Synthesis and Application of Nanovanilloids for Localized Therapeutic Hypothermia after Traumatic Brain Injury

Vanilloids are natural and synthetic compounds with cooling properties that are highly hydrophobic, which impede their use in biomedical applications. To overcome this challenge, we synthesized nanodrugs from hydrophobic vanilloids using modified reprecipitation that yields monodisperse nanoparticles with long-term stability. Cooling or therapeutic hypothermia (TH) is used to lower body temperature in acute injury to protect organs or neurons in the brain from damage.
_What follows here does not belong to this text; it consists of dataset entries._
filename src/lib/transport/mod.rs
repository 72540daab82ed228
pub mod tls;

pub use tls::*;
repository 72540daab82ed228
use clap::Parser;
use tokio::io::{AsyncBufReadExt, BufReader};
use todo_stack::client::command::HELP;
use todo_stack::client::{Command, HttpTodoApi, TodoApp, render};
use tracing_subscriber::EnvFilter;

/// Terminal frontend for the todo service.
#[derive(Parser, Debug)]
#[command(version, about)]
struct Args {
    /// Root URL of the todo service.
    #[arg(long, env = "TODO_API_URL", default_value = "http://localhost:3001")]
    api_url: String,
}

#[tokio::main]
async fn main() -> anyhow::Result<()> {
    tracing_subscriber::fmt()
        .with_env_filter(
            EnvFilter::try_from_default_env().unwrap_or_else(|_| EnvFilter::new("warn")),
        )
        .with_writer(std::io::stderr)
        .init();

    let args = Args::parse();
    let mut app = TodoApp::new(HttpTodoApi::new(&args.api_url)?);

    let _ = app.refresh().await;
    print!("{}", render(&app));
    println!("{HELP}");

    let mut lines = BufReader::new(tokio::io::stdin()).lines();
    while let Some(line) = lines.next_line().await? {
        let command = match line.parse::<Command>() {
            Ok(command) => command,
            Err(e) => {
                println!("{e}");
                continue;
            }
        };
        match command {
            Command::Quit => break,
            Command::Help => {
                println!("{HELP}");
                continue;
            }
            command => {
                // Service failures land in the app's error line; local ones are printed.
                if let Err(e) = command.apply(&mut app).await {
                    tracing::debug!(error = %e, "Command failed");
                    let message = e.to_string();
                    if !app.error().contains(&message) {
                        println!("{message}");
                    }
                }
            }
        }
        print!("{}", render(&app));
    }
    Ok(())
}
Currently, cooling can only be performed in hospitals and not at the location site of injury or during transport, limiting its effectiveness. To address this need, synthesized vanilloid nanodrugs were incorporated into formulations for nasal delivery to allow the nanodrug materials to reach and cool the brain rapidly. The physicochemical characteristics and cooling properties of vanilloid nanomaterials were determined. Feasibility of intranasal nanovanilloid delivery was demonstrated in a rat traumatic brain injury model using an in-house-3D-printed intranasal device where nanorinvanil and nanoolvanil produced rapid, sustained brain cooling (-3.6 °C and -2.0 °C, respectively, for over 90 min). This highlights the potential of this method for harnessing the innate cooling properties of vanilloid compounds that are too hydrophobic for use through synthesis of nanodrugs that enable material formulations with optimal characteristics for achieving therapeutic hypothermia.